Covert One 5 - The Lazarus Vendetta (33 page)

She complied, sliding the pistol toward him across the stained hardwood
floor.

“Sit!”

Angry now, both at the other man and with herself
for being so afraid of him, Pierson obeyed, slowly lowering herself into the
lumpy, frayed armchair. She held her hands up, palms outward, so that he could
see that she was not an immediate threat. “I'd still like to know what I'm
supposed to have done, Hal—and what all that shooting is about.”

Burke raised a skeptical eyebrow. “Why try to pull the innocent act,
Kit? It's too late for that. You're not an idiot. And neither am I, for that
matter. Did you really think you could sneak an FBI surveillance team onto my
property without my knowing?”

She shook her head, desperately now. “I don't know what you're talking
about. Nobody came with me —or followed me. I was clean all the way out from
D.C. to here!”

'Lying won't get you anywhere,“ he said coldly. His right eye twitched
again, fluttering rapidly as the muscles contracted and then relaxed. ”In
fact, it just pisses me off."

The phone on his desk rang once. Without taking his eyes or his pistol off
her, Burke reached out and grabbed it before it could ring again.
“Yes?” he said tightly. He listened for a moment and then shook his
head. “No, I have the situation here under control. You can come ahead.
The door's unlocked.” He hung up.

“Who was that?” she asked.

The CIA officer smiled thinly, without any humor at all. “Someone who
wants very much to meet you,” he said.

Bitterly regretting her earlier decision to confront Burke in person, Kit
Pierson sat tensely in the armchair—rapidly considering various plans to
extricate herself from this mess and then equally rapidly discarding them as
impractical, suicidal, or both. She heard the front door open and then close.

Her eyes widened as a very tall and very broad-shouldered man stepped
quietly into the study, moving with the dangerous grace of a tiger. His
curiously green eyes gleamed in the dim light cast by the lamp on Burke's desk.
For a moment she thought he was the same man described by Colonel Smith in his
report on the aftermath of the Teller Institute disaster—the leader of the
“terrorist” unit that had conducted the attack. Then she shook her
head. That was impossible. The leader of that attack had been consumed by the
nanophages released by the bombs that had shattered the Institute's labs.

“This is Terce,” Hal Burke said brusquely. “He commands one
of my TOCSIN action teams. His men were on guard outside. They're the ones who
spotted your covert surveillance guys prowling around this house.”

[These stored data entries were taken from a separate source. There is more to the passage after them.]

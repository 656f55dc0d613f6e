use serde::{Deserialize, Serialize};

/// How a `GeometryCollection` is written.
#[derive(Debug, Clone, Copy, PartialEq, Eq, Default, Serialize, Deserialize)]
#[serde(rename_all = "lowercase")]
pub enum CollectionEncoding {
    /// `"geometries": [<geometry object>, ...]`, as RFC 7946 defines it.
    #[default]
    Rfc7946,
    /// `"coordinates": [<coordinates block>, ...]`, limited to Point, LineString and
    /// Polygon members.
    Coordinates,
}

/// Output options for the GeoJSON feature adapter.
///
/// Deserializes from any serde format; missing keys take their defaults.
#[derive(Debug, Clone, Copy, PartialEq, Eq, Default, Serialize, Deserialize)]
#[serde(default)]
pub struct Options {
    /// Add a computed `bbox` member to features and collections.
    pub include_bbox: bool,
    pub collection_encoding: CollectionEncoding,
}

impl Options {
    #[must_use]
    pub fn with_bbox(self) -> Self {
        Self {
            include_bbox: true,
            ..self
        }
    }
}

#[cfg(test)]
mod test {
    use super::*;

    #[test]
    fn test_defaults() {
        let options = Options::default();
        assert!(!options.include_bbox);
        assert_eq!(options.collection_encoding, CollectionEncoding::Rfc7946);
        assert!(Options::default().with_bbox().include_bbox);
    }

    #[test]
    fn test_from_toml() {
        let options: Options = toml::from_str("collection_encoding = \"coordinates\"").unwrap();
        assert_eq!(
            options,
            Options {
                include_bbox: false,
                collection_encoding: CollectionEncoding::Coordinates,
            }
        );
        let empty: Options = toml::from_str("").unwrap();
        assert_eq!(empty, Options::default());
    }

    #[test]
    fn test_from_json() {
        let options: Options = serde_json::from_str(r#"{"include_bbox": true}"#).unwrap();
        assert!(options.include_bbox);
        assert!(serde_json::from_str::<Options>(r#"{"collection_encoding": "wkt"}"#).is_err());
    }
}
mod bootstrap;
mod report;

use std::path::Path;

use anyhow::{Context, Result};
use climb_core::error::ClimbLogError;
use climb_core::settings::{Command, Settings};
use climb_data::aggregator::StatsOptions;
use climb_data::analysis::{analyze, AnalysisRequest, AnalysisResult};
use climb_data::interpolate::Interpolator;
use climb_data::reader::{ingest_directory, load_corpus, write_corpus};

fn main() -> Result<()> {
    let settings = Settings::load_with_last_used();

    bootstrap::ensure_directories()?;
    bootstrap::setup_logging(&settings.log_level, settings.log_file.as_deref())?;

    tracing::info!("climb-log v{} starting", env!("CARGO_PKG_VERSION"));
    tracing::debug!(
        "Activity type: {}, grade threshold: V{}",
        settings.activity_type,
        settings.grade_threshold
    );

    match &settings.command {
        Command::Ingest { folder, output } => run_ingest(folder, output),
        Command::Interpolate { input, output } => run_interpolate(input, output),
        Command::Stats {
            corpus,
            sessions,
            keep_first,
            json,
        } => {
            let ids = (!sessions.is_empty()).then(|| sessions.clone());
            let result = run_analysis(&settings, corpus.as_deref(), ids, *keep_first)?;
            if *json {
                println!("{}", serde_json::to_string_pretty(&result.report)?);
            } else {
                print!("{}", report::render_stats(&result.report));
            }
            Ok(())
        }
        Command::Sessions {
            corpus,
            keep_first,
            json,
        } => {
            let result = run_analysis(&settings, corpus.as_deref(), None, *keep_first)?;
            if *json {
                println!("{}", serde_json::to_string_pretty(&result.summaries)?);
            } else {
                print!(
                    "{}",
                    report::render_sessions(&result.summaries, settings.grade_threshold)
                );
            }
            Ok(())
        }
    }
}

// ── Subcommands ────────────────────────────────────────────────────────────────

fn run_ingest(folder: &Path, output: &Path) -> Result<()> {
    let ingest = ingest_directory(folder)
        .with_context(|| format!("Failed to ingest {}", folder.display()))?;

    for failure in &ingest.failures {
        eprintln!("Error processing file {}: {}", failure.name, failure.reason);
    }

    write_corpus(output, &ingest.corpus)
        .with_context(|| format!("Failed to save results to {}", output.display()))?;

    println!(
        "Processed {} files. Results saved to {}",
        ingest.succeeded,
        output.display()
    );
    Ok(())
}

fn run_interpolate(input: &Path, output: &Path) -> Result<()> {
    let corpus =
        load_corpus(input).with_context(|| format!("Failed to load {}", input.display()))?;

    let (repaired, summary) = Interpolator::interpolate(&corpus);

    write_corpus(output, &repaired)
        .with_context(|| format!("Failed to save results to {}", output.display()))?;

    print!("{}", report::render_interpolation(&summary));
    println!("Results saved to {}", output.display());
    Ok(())
}

fn run_analysis(
    settings: &Settings,
    corpus: Option<&Path>,
    session_ids: Option<Vec<usize>>,
    keep_first: bool,
) -> Result<AnalysisResult> {
    let path = corpus.ok_or_else(|| {
        ClimbLogError::Config(
            "No corpus document given and none remembered; run `climb-log ingest` first"
                .to_string(),
        )
    })?;

    let corpus =
        load_corpus(path).with_context(|| format!("Failed to load {}", path.display()))?;

    let request = AnalysisRequest {
        activity_type: settings.activity_type.clone(),
        skip_calibration: !keep_first,
        session_ids,
        options: StatsOptions {
            threshold: settings.grade_threshold,
            ..Default::default()
        },
    };

    let result = analyze(&corpus, &request);
    if let Some(ids) = &request.session_ids {
        let unknown: Vec<usize> = ids
            .iter()
            .copied()
            .filter(|&id| id >= result.metadata.sessions_in_view)
            .collect();
        if !unknown.is_empty() {
            tracing::warn!(
                "Ignoring session ids {:?}; the view holds {} sessions",
                unknown,
                result.metadata.sessions_in_view
            );
        }
    }
    Ok(result)
}
impl StatsAggregator {
    pub fn new(options: StatsOptions) -> Self {
        Self { options }
    }

    pub fn options(&self) -> &StatsOptions {
        &self.options
    }

    /// Aggregate the sessions at `ids` (positions in `sessions`).
    ///
    /// Duplicate identifiers count once and identifiers past the end of
    /// `sessions` are ignored, so the session count is the number of
    /// sessions actually aggregated.
    pub fn compute(&self, sessions: &[SessionRecord], ids: &[usize]) -> StatsReport {
        let selected = select(sessions, ids);

        let mut completed = Vec::new();
        let mut attempted = Vec::new();
        let mut top_averages = Vec::new();
        let mut total_duration = 0u64;
        let mut total_calories = 0u64;

        for (_, session) in &selected {
            let sends = GradeCodec::decode_all(&session.climbed);
            if let Some(avg) = self.session_top_average(&sends) {
                top_averages.push(avg);
            }
            completed.extend(sends);
            attempted.extend(GradeCodec::decode_all(&session.attempted));
            total_duration += u64::from(session.duration_minutes);
            total_calories += u64::from(session.calories);
        }

        let total_completed = completed.len();
        let total_attempts = attempted.len();
        let hard = completed
            .iter()
            .filter(|&&g| g >= self.options.threshold)
            .count();

        let performance = PerformanceMetrics {
            total_completed,
            total_attempts,
            failure_rate: percentage(
                total_attempts as f64,
                (total_completed + total_attempts) as f64,
                1,
            ),
            average_grade: mean_grades(&completed),
            hardest_send: completed.iter().copied().max(),
            top_average: mean(&top_averages),
            threshold: self.options.threshold,
            threshold_percentage: percentage(hard as f64, total_completed as f64, 1),
        };

        let session_count = selected.len();
        let per_session = |total: f64| (session_count > 0).then(|| total / session_count as f64);
        let rollup = SessionRollup {
            session_count,
            average_climbs_per_session: per_session(total_completed as f64),
            total_duration_minutes: total_duration,
            average_duration_minutes: per_session(total_duration as f64),
            total_calories,
        };

        StatsReport {
            performance,
            sessions: rollup,
            distribution: distribution(&completed, &attempted),
            completed,
            attempted,
        }
    }

    /// Top average for one session's decoded sends.
    ///
    /// Up to `top_n` sends: mean of the grades above `top_floor` (`None`
    /// when there are none). More than `top_n`: mean of the `top_n` highest
    /// grades, floor not applied.
    pub fn session_top_average(&self, sends: &[i32]) -> Option<f64> {
        if sends.len() > self.options.top_n {
            let mut sorted = sends.to_vec();
            sorted.sort_unstable_by(|a, b| b.cmp(a));
            sorted.truncate(self.options.top_n);
            return mean_grades(&sorted);
        }

        let above_floor: Vec<i32> = sends
            .iter()
            .copied()
            .filter(|&g| g > self.options.top_floor)
            .collect();
        mean_grades(&above_floor)
    }

    /// One [`SessionSummary`] per selected session, ascending by id.
    pub fn summarize_sessions(&self, sessions: &[SessionRecord], ids: &[usize]) -> Vec<SessionSummary> {
        select(sessions, ids)
            .into_iter()
            .map(|(id, session)| self.summarize(id, session))
            .collect()
    }

    fn summarize(&self, session_id: usize, session: &SessionRecord) -> SessionSummary {
        let sends = GradeCodec::decode_all(&session.climbed);
        let attempts = session.attempted.len();
        let at_least = |grade: i32| sends.iter().filter(|&&g| g >= grade).count();

        SessionSummary {
            session_id,
            date: session.timestamp,
            total_climbs: sends.len(),
            attempts,
            duration_minutes: session.duration_minutes,
            calories: session.calories,
            failure_rate: percentage(attempts as f64, session.total_tries() as f64, 1),
            average_grade: mean_grades(&sends).unwrap_or(0.0),
            hard_sends: at_least(self.options.threshold),
            harder_sends: at_least(self.options.threshold.saturating_add(1)),
        }
    }
}

// ── Private helpers ───────────────────────────────────────────────────────────

/// Resolve `ids` to `(id, session)` pairs: deduplicated, ascending, in range.
fn select<'a>(sessions: &'a [SessionRecord], ids: &[usize]) -> Vec<(usize, &'a SessionRecord)> {
    ids.iter()
        .copied()
        .collect::<BTreeSet<usize>>()
        .into_iter()
        .filter_map(|id| sessions.get(id).map(|s| (id, s)))
        .collect()
}

fn mean(values: &[f64]) -> Option<f64> {
    if values.is_empty() {
        return None;
    }
    Some(values.iter().sum::<f64>() / values.len() as f64)
}

fn mean_grades(grades: &[i32]) -> Option<f64> {
    if grades.is_empty() {
        return None;
    }
    let total: i64 = grades.iter().map(|&g| i64::from(g)).sum();
    Some(total as f64 / grades.len() as f64)
}

fn distribution(completed: &[i32], attempted: &[i32]) -> Vec<GradeCount> {
    let mut map: BTreeMap<i32, GradeCount> = BTreeMap::new();
    for &grade in completed {
        map.entry(grade)
            .or_insert_with(|| GradeCount {
                grade,
                ..Default::default()
            })
            .completed += 1;
    }
    for &grade in attempted {
        map.entry(grade)
            .or_insert_with(|| GradeCount {
                grade,
                ..Default::default()
            })
            .attempted += 1;
    }
    map.into_values().collect()
}

// ── Tests ─────────────────────────────────────────────────────────────────────

#[cfg(test)]
mod tests {
    use super::*;
    use chrono::NaiveDate;

    fn make_session(day: u32, time: u32, cal: u32, climbed: &[&str], attempted: &[&str]) -> SessionRecord {
        SessionRecord {
            activity_type: "Boulder".to_string(),
            timestamp: NaiveDate::from_ymd_opt(2024, 3, day)
                .unwrap()
                .and_hms_opt(18, 30, 0)
                .unwrap(),
            duration_minutes: time,
            calories: cal,
            attempted: attempted.iter().map(|s| s.to_string()).collect(),
            climbed: climbed.iter().map(|s| s.to_string()).collect(),
        }
    }

    fn sample_sessions() -> Vec<SessionRecord> {
        vec![
            make_session(1, 60, 500, &["V4", "V5", "V6"], &["V7"]),
            make_session(2, 90, 700, &["V2", "V7"], &["V6", "V6"]),
        ]
    }

    fn approx(actual: Option<f64>, expected: f64) {
        let value = actual.expect("expected a value");
        assert!((value - expected).abs() < 1e-9, "{value} != {expected}");
    }

    // ── compute ───────────────────────────────────────────────────────────────

    #[test]
    fn test_compute_performance_metrics() {
        let report = StatsAggregator::default().compute(&sample_sessions(), &[0, 1]);
        let perf = &report.performance;

        assert_eq!(perf.total_completed, 5);
        assert_eq!(perf.total_attempts, 3);
        assert!((perf.failure_rate - 37.5).abs() < 1e-9);
        approx(perf.average_grade, 4.8);
        assert_eq!(perf.hardest_send, Some(7));
        assert_eq!(perf.threshold, 6);
        assert!((perf.threshold_percentage - 40.0).abs() < 1e-9);
        // session 0: mean(4, 5, 6) = 5; session 1: mean(7) = 7
        approx(perf.top_average, 6.0);
    }

    #[test]
    fn test_compute_session_rollup() {
        let report = StatsAggregator::default().compute(&sample_sessions(), &[0, 1]);
        let rollup = &report.sessions;

        assert_eq!(rollup.session_count, 2);
        approx(rollup.average_climbs_per_session, 2.5);
        assert_eq!(rollup.total_duration_minutes, 150);
        approx(rollup.average_duration_minutes, 75.0);
        assert_eq!(rollup.total_calories, 1200);
    }

    #[test]
    fn test_compute_keeps_decoded_lists_in_order() {
        let report = StatsAggregator::default().compute(&sample_sessions(), &[1, 0]);
        assert_eq!(report.completed, vec![4, 5, 6, 2, 7]);
        assert_eq!(report.attempted, vec![7, 6, 6]);
    }

    #[test]
    fn test_compute_grade_distribution() {
        let report = StatsAggregator::default().compute(&sample_sessions(), &[0, 1]);
        let rows: Vec<(i32, usize, usize)> = report
            .distribution
            .iter()
            .map(|g| (g.grade, g.completed, g.attempted))
            .collect();
        assert_eq!(rows, vec![(2, 1, 0), (4, 1, 0), (5, 1, 0), (6, 1, 2), (7, 1, 1)]);
    }

    #[test]
    fn test_compute_empty_subset() {
        let report = StatsAggregator::default().compute(&sample_sessions(), &[]);
        let perf = &report.performance;

        assert_eq!(perf.total_completed, 0);
        assert_eq!(perf.failure_rate, 0.0);
        assert!(perf.average_grade.is_none());
        assert!(perf.hardest_send.is_none());
        assert!(perf.top_average.is_none());
        assert_eq!(perf.threshold_percentage, 0.0);
        assert_eq!(report.sessions.session_count, 0);
        assert!(report.sessions.average_climbs_per_session.is_none());
        assert!(report.sessions.average_duration_minutes.is_none());
        assert!(report.distribution.is_empty());
    }

    #[test]
    fn test_compute_collapses_duplicates_and_ignores_unknown_ids() {
        let report = StatsAggregator::default().compute(&sample_sessions(), &[0, 0, 9]);
        assert_eq!(report.sessions.session_count, 1);
        assert_eq!(report.performance.total_completed, 3);
        assert_eq!(report.sessions.total_calories, 500);
    }

    #[test]
    fn test_compute_attempts_only() {
        let sessions = vec![make_session(1, 60, 100, &[], &["V5", "V5"])];
        let report = StatsAggregator::default().compute(&sessions, &[0]);

        assert!((report.performance.failure_rate - 100.0).abs() < 1e-9);
        assert!(report.performance.average_grade.is_none());
        assert_eq!(report.performance.threshold_percentage, 0.0);
    }

    #[test]
    fn test_compute_custom_threshold() {
        let aggregator = StatsAggregator::new(StatsOptions {
            threshold: 5,
            ..Default::default()
        });
        let report = aggregator.compute(&sample_sessions(), &[0, 1]);
        assert_eq!(report.performance.threshold, 5);
        // 5, 6 and 7 out of five sends
        assert!((report.performance.threshold_percentage - 60.0).abs() < 1e-9);
    }

    // ── session_top_average ───────────────────────────────────────────────────

    #[test]
    fn test_top_average_ignores_easy_climbs_in_short_sessions() {
        let aggregator = StatsAggregator::default();
        approx(aggregator.session_top_average(&[1, 2, 4, 6]), 5.0);
        assert!(aggregator.session_top_average(&[0, 2, 3]).is_none());
        assert!(aggregator.session_top_average(&[]).is_none());
    }

    #[test]
    fn test_top_average_takes_best_of_long_sessions() {
        let aggregator = StatsAggregator::default();
        let mut sends = vec![5i32; 20];
        sends.push(1);
        approx(aggregator.session_top_average(&sends), 5.0);
    }

    #[test]
    fn test_top_average_long_session_skips_floor() {
        let aggregator = StatsAggregator::default();
        let sends = vec![2i32; 25];
        approx(aggregator.session_top_average(&sends), 2.0);
    }

    #[test]
    fn test_top_average_respects_custom_options() {
        let aggregator = StatsAggregator::new(StatsOptions {
            top_n: 2,
            top_floor: 0,
            ..Default::default()
        });
        approx(aggregator.session_top_average(&[1, 9, 3]), 6.0);
        approx(aggregator.session_top_average(&[1, 3]), 2.0);
    }

    // ── summarize_sessions ────────────────────────────────────────────────────

    #[test]
    fn test_summaries_per_session() {
        let summaries = StatsAggregator::default().summarize_sessions(&sample_sessions(), &[1, 0]);
        assert_eq!(summaries.len(), 2);

        let first = &summaries[0];
        assert_eq!(first.session_id, 0);
        assert_eq!(first.total_climbs, 3);
        assert_eq!(first.attempts, 1);
        assert!((first.failure_rate - 25.0).abs() < 1e-9);
        assert!((first.average_grade - 5.0).abs() < 1e-9);
        assert_eq!(first.hard_sends, 1);
        assert_eq!(first.harder_sends, 0);

        let second = &summaries[1];
        assert_eq!(second.session_id, 1);
        assert_eq!(second.duration_minutes, 90);
        assert_eq!(second.calories, 700);
        assert!((second.failure_rate - 50.0).abs() < 1e-9);
        assert!((second.average_grade - 4.5).abs() < 1e-9);
        assert_eq!(second.hard_sends, 1);
        assert_eq!(second.harder_sends, 1);
    }

    #[test]
    fn test_summary_without_tries() {
        let sessions = vec![make_session(4, 45, 0, &[], &[])];
        let summaries = StatsAggregator::default().summarize_sessions(&sessions, &[0]);
        assert_eq!(summaries[0].failure_rate, 0.0);
        assert_eq!(summaries[0].average_grade, 0.0);
        assert_eq!(summaries[0].hard_sends, 0);
    }

    #[test]
    fn test_summary_serializes_iso_date() {
        let summaries = StatsAggregator::default().summarize_sessions(&sample_sessions(), &[0]);
        let value = serde_json::to_value(&summaries[0]).unwrap();
        assert_eq!(value["date"], "2024-03-01T18:30:00");
        assert_eq!(value["session_id"], 0);
    }

    #[test]
    fn test_summary_with_maximum_threshold() {
        let aggregator = StatsAggregator::new(StatsOptions {
            threshold: i32::MAX,
            ..Default::default()
        });
        let summaries = aggregator.summarize_sessions(&sample_sessions(), &[0]);
        assert_eq!(summaries[0].hard_sends, 0);
        assert_eq!(summaries[0].harder_sends, 0);
    }

    // ── signed and spaced labels ──────────────────────────────────────────────

    #[test]
    fn test_compute_decodes_spaced_and_negative_grades() {
        let sessions = vec![make_session(6, 60, 300, &["V 5", "V-1"], &["Vx"])];
        let report = StatsAggregator::default().compute(&sessions, &[0]);

        assert_eq!(report.completed, vec![5, -1]);
        assert_eq!(report.attempted, vec![0]);
        assert_eq!(report.performance.hardest_send, Some(5));
        approx(report.performance.average_grade, 2.0);
        let grades: Vec<i32> = report.distribution.iter().map(|g| g.grade).collect();
        assert_eq!(grades, vec![-1, 0, 5]);
    }
}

“Whoever's out there isn't connected to me,” Pierson said again,
straining to put every ounce of conviction she could muster into her voice.
Every FBI manual on the psychology of conspiracies stressed the inherent and
overwhelming fears of those involved of betrayal from within. As head of the
Bureau's Counter-Terrorism Division, she had often made use of those
fears—playing on them to break apart suspected cells, turning the would-be
terrorists on one another like rats trapped in a pit. She bit down

on her lower lip, tasting the salt tang of her own
blood. Now the same forces of paranoia and suspicions were at work here,
threatening her life.

“No dice, Kit,” Burke told her coldly. “I don't believe in
coincidences, so you're either a liar—or a screwup. And this operation can't
afford either one.”

The big man named Terce said nothing at first. Instead, he reached down and
scooped her pistol off the floor. He slid it into one of the pockets of his
black windbreaker and then turned to the CIA officer. “Now, give me your
own weapon, Mr. Burke,” he said gently. “If you
please.”

The smaller man blinked in surprise, plainly caught off-guard b\ the
request. “What?”

“Give me your weapon,” Terce repeated. He stepped closer to Burke,
looming over the CIA officer. “It would be . . . safer... for us
all.”

“Why?”

The green-eyed man nodded at the half-empty bottle of Jim Beam on the desk.
“Because you have been drinking a bit more than is wise, Mr. Burke, and I
do not fully trust either your judgment or your reflexes at this moment. You
can rest easy. My men have the situation well in hand.”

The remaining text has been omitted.